What Labor & Employment Changes to Expect Under The Biden Administration

March 01, 2021 Throughout his campaign and first weeks in the White House, President Biden has laid out plans to promote an ambitious labor and employment agenda during his administration. We expect President Biden’s agenda to continue to be crafted though his issuance and repeal of Executive Orders, and will further advanced through the his cabinet picks and agency appointees. This post includes a top-level summary of key labor and employment changes from the Biden Administration that we are following.

By: Lewis Brisbois' Labor & Employment Team

Throughout his campaign and first weeks in the White House, President Biden has laid out plans to promote an ambitious labor and employment agenda during his administration. We expect President Biden’s agenda to continue to be crafted though his issuance and repeal of Executive Orders, and will further advanced through the his cabinet picks and agency appointees.

Here is a top-level summary of key labor and employment changes from the Biden Administration that we are following:

Employment

Employment-Related Agreements

  • Elimination of mandatory pre-dispute arbitration. The Biden Administration has expressed support for the proposed Forced Arbitration Injustice Repeal Act, which would invalidate pre-dispute arbitration agreements in the employment, civil rights, consumer, and antitrust contexts, and would require employers to litigate workplace disputes in court.
  • Elimination of class-action waivers. Notwithstanding the 2018 SCOTUS decision in Epic Systems v. Lewis, President Biden has stated that he would sign legislation prohibiting employers from seeking class and collective action waivers.
  • Increased restrictions on non-compete agreements except for those “that are absolutely necessary to protect a narrowly defined category of trade secrets” and to eliminate non-poaching agreements altogether.

Wage and Hour

  • President Biden supports a federal minimum wage increase to $15/hour and the elimination of the tipped minimum wage and sub-minimum wage for certain workers with disabilities;
  • Higher salary thresholds for overtime exemptions;
  • Addition of wage theft provisions to the FLSA;
  • Changes to the Independent Contractor Test: President Biden has supported the use of a three-prong “ABC test” to distinguish employees from independent contractors, which presumes that a worker is an employee and not an independent contractor unless three factors are satisfied; and
  • Rejection of Trump’s Proposed Joint Employer Test: the Biden Administration likely will resurrect the Obama-era guidance, which potentially makes more businesses liable for failures by franchisees or contractors to pay overtime or minimum wages.

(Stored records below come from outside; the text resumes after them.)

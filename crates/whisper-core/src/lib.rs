//! Whisper Core - encrypted messaging over a public ledger.
//!
//! This crate implements:
//! - The on-ledger envelope codec
//! - The send flow (seal, encode, submit, record)
//! - The incremental scan engine with an explicit checkpoint
//! - Ledger and storage collaborators, with in-memory implementations
//! - A Solana JSON-RPC ledger client (`rpc` feature)
//! - SQLite persistence (`sqlite` feature)

#![forbid(unsafe_code)]

// Flows
pub mod send;
pub mod scan;

// Wire formats
pub mod envelope;
pub mod transaction;

// Collaborators
pub mod ledger;
pub mod store;

// Supporting modules
pub mod errors;
pub mod types;
pub mod keys;
pub mod harness;

#[cfg(feature = "rpc")]
pub mod rpc;

#[cfg(feature = "sqlite")]
pub mod sqlite_store;

#[cfg(test)]
mod proptests;

pub use errors::{CoreError, ErrorCategory};
pub use keys::Identity;
pub use scan::{CandidateOutcome, ScanEngine, ScanError, ScanReport, SkipReason};
pub use send::{SendError, SendFlow, SendReceipt};
pub use types::{Address, Direction, MessageRecord, ScanCheckpoint, TxSignature};
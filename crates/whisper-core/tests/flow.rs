//! Send and scan flows against the SQLite store.

#![cfg(feature = "sqlite")]

use std::sync::Arc;

use whisper_core::{
    harness::InMemoryLedger, sqlite_store::SqliteStore, store::Store, Address, Identity,
    ScanEngine, SendFlow,
};

const PROGRAM: Address = Address::new([0x4d; 32]);

#[tokio::test]
async fn test_checkpoint_survives_restart() {
    let dir = tempfile::tempdir().unwrap();
    let db = dir.path().join("whisper.db");

    let ledger = Arc::new(InMemoryLedger::new());
    let alice = Identity::generate();
    let bob = Identity::generate();

    let outbox = Arc::new(SqliteStore::new_in_memory().unwrap());
    let send = SendFlow::new(ledger.clone(), outbox, PROGRAM);
    send.send(&alice, &bob.address().to_string(), "first").await.unwrap();

    {
        let store = Arc::new(SqliteStore::new(&db).unwrap());
        let report = ScanEngine::new(ledger.clone(), store, PROGRAM)
            .run_pass(&bob)
            .await
            .unwrap();
        assert_eq!(report.records.len(), 1);
    }

    send.send(&alice, &bob.address().to_string(), "second").await.unwrap();

    let store = Arc::new(SqliteStore::new(&db).unwrap());
    let report = ScanEngine::new(ledger.clone(), store.clone(), PROGRAM)
        .run_pass(&bob)
        .await
        .unwrap();
    assert_eq!(report.inspected(), 1);
    assert_eq!(report.records[0].text, "second");

    let history = store.list_messages().await.unwrap();
    let texts: Vec<_> = history.iter().map(|r| r.text.as_str()).collect();
    assert_eq!(texts, vec!["first", "second"]);
}

#[tokio::test]
async fn test_dyn_store_and_ledger() {
    let ledger = Arc::new(InMemoryLedger::new());
    let store: Arc<dyn Store> = Arc::new(SqliteStore::new_in_memory().unwrap());
    let alice = Identity::generate();

    let flow = SendFlow::new(ledger.clone(), store.clone(), PROGRAM);
    flow.send(&alice, &alice.address().to_string(), "note to self")
        .await
        .unwrap();

    // Messages to self come back on scan as incoming copies of the same
    // transaction and are deduplicated by signature.
    let report = ScanEngine::new(ledger, store.clone(), PROGRAM)
        .run_pass(&alice)
        .await
        .unwrap();
    assert!(report.records.is_empty());
    assert_eq!(store.list_messages().await.unwrap().len(), 1);
}

#[tokio::test]
async fn test_two_identities_share_one_database() {
    let dir = tempfile::tempdir().unwrap();
    let db = dir.path().join("whisper.db");

    let ledger = Arc::new(InMemoryLedger::new());
    let alice = Identity::generate();
    let bob = Identity::generate();
    let friend = Identity::generate();

    let outbox = Arc::new(SqliteStore::new_in_memory().unwrap());
    let send = SendFlow::new(ledger.clone(), outbox, PROGRAM);
    send.send(&friend, &bob.address().to_string(), "for bob").await.unwrap();
    send.send(&friend, &alice.address().to_string(), "for alice").await.unwrap();

    let store = Arc::new(SqliteStore::new(&db).unwrap());
    let alice_pass = ScanEngine::new(ledger.clone(), store.clone(), PROGRAM)
        .run_pass(&alice)
        .await
        .unwrap();
    assert_eq!(alice_pass.records.len(), 1);

    // Reopen, as a second invocation with another keypair would.
    let store = Arc::new(SqliteStore::new(&db).unwrap());
    let bob_pass = ScanEngine::new(ledger, store.clone(), PROGRAM)
        .run_pass(&bob)
        .await
        .unwrap();
    assert_eq!(bob_pass.records.len(), 1);
    assert_eq!(bob_pass.records[0].text, "for bob");
    assert_eq!(
        store.load_checkpoint(&bob.address()).await.unwrap(),
        store.load_checkpoint(&alice.address()).await.unwrap()
    );
}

Employment Discrimination: Advancing Diversity & Inclusion

  • Broader anti-discrimination laws, including the proposed Equality Act, which would prohibit discrimination with respect to employment, housing, education, and public accommodation on the basis of sexual orientation and gender identity;
  • Additional advancement of LGBTQ protections; and
  • Expanded protections for pregnant, senior, and disabled employees.

Labor

Secretary of Labor: The Biden Administration may eventually be one of the most pro-labor administrations in recent history. President Biden’s Secretary of Labor pick will drive the administration’s initiatives and agenda, and certainly suggests as much. President Biden’s choice, Boston Mayor Marty Walsh, is a long-time labor advocate and former union leader with the support of the AFL-CIO. 

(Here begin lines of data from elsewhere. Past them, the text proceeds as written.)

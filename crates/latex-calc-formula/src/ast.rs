//! Expression tree types

/// Arithmetic expression tree built from normalized formula text
#[derive(Debug, Clone, PartialEq)]
pub enum Expr {
    /// Numeric literal
    Number(f64),

    /// Unary operation
    UnaryOp {
        op: UnaryOperator,
        operand: Box<Expr>,
    },

    /// Binary operation
    BinaryOp {
        op: BinaryOperator,
        left: Box<Expr>,
        right: Box<Expr>,
    },
}

impl Expr {
    pub(crate) fn binary(op: BinaryOperator, left: Expr, right: Expr) -> Self {
        Expr::BinaryOp {
            op,
            left: Box::new(left),
            right: Box::new(right),
        }
    }

    /// Depth of the tree (a lone literal has depth 1)
    pub fn depth(&self) -> usize {
        match self {
            Expr::Number(_) => 1,
            Expr::UnaryOp { operand, .. } => 1 + operand.depth(),
            Expr::BinaryOp { left, right, .. } => 1 + left.depth().max(right.depth()),
        }
    }
}

/// Binary operators
#[derive(Debug, Clone, Copy, PartialEq, Eq)]
pub enum BinaryOperator {
    Add,
    Subtract,
    Multiply,
    Divide,
    Power,
}

impl BinaryOperator {
    pub fn symbol(&self) -> char {
        match self {
            BinaryOperator::Add => '+',
            BinaryOperator::Subtract => '-',
            BinaryOperator::Multiply => '*',
            BinaryOperator::Divide => '/',
            BinaryOperator::Power => '^',
        }
    }

    pub fn apply(&self, left: f64, right: f64) -> f64 {
        match self {
            BinaryOperator::Add => left + right,
            BinaryOperator::Subtract => left - right,
            BinaryOperator::Multiply => left * right,
            BinaryOperator::Divide => left / right,
            BinaryOperator::Power => left.powf(right),
        }
    }
}

/// Unary operators
#[derive(Debug, Clone, Copy, PartialEq, Eq)]
pub enum UnaryOperator {
    Negate,
}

Support for the PRO Act: President Biden has endorsed the Protecting the Right to Organize (PRO) Act, which would provide for sweeping changes to the National Labor Relations Act, with the goal of enhancing the ability of unions to organize workers. The PRO Act would preempt states’ “right to work” laws, expand personal liability for unfair labor practices for corporate directors and officers, and allow a private right for unfair labor practice claims to be brought as civil actions, as well as add fines and liquidated damages as penalties for unfair labor practices. 

What Won’t Change (At Least Right Away…)

EEOC: While some changes can be expected in President Biden’s first 100 days, some won’t be seen for some time. For example, the EEOC’s current strategic enforcement plan (SEP) runs through 2022. Expect the prevention of harassment, which is a priority area in the SEP, to be a continued area of EEOC enforcement, as well as the ever-increasing focus on retaliation, disability discrimination, and failure to accommodate claims.

OSHA: OSHA is a significantly less political organization. The current global pandemic continues to drive OSHA, which has reported an increase in the use of its standards relating to COVID-19, including respiratory protection, recording and reporting, and PPE. If anything, any short-term changes will be driven by COVID-19.

NLRB: As for the National Labor Relations Board, three of the four seated members of the NLRB are Republican, and a seat will not be available until late August 2021. We are closely watching Republican General Counsel Peter Robb's seat. The general counsel makes decisions as to which cases to prosecute. Robb’s term does not expire until November 17, 2021. Thus, it will not likely be until 2022 before any changes in the NLRB are felt.

In short, during President Biden’s first few months in office, employers can expect swift reversals of many of Trump’s Executive Orders. In the longer-term, however employers should be prepared for various legislative and administrative reforms that will largely favor the interests of workers.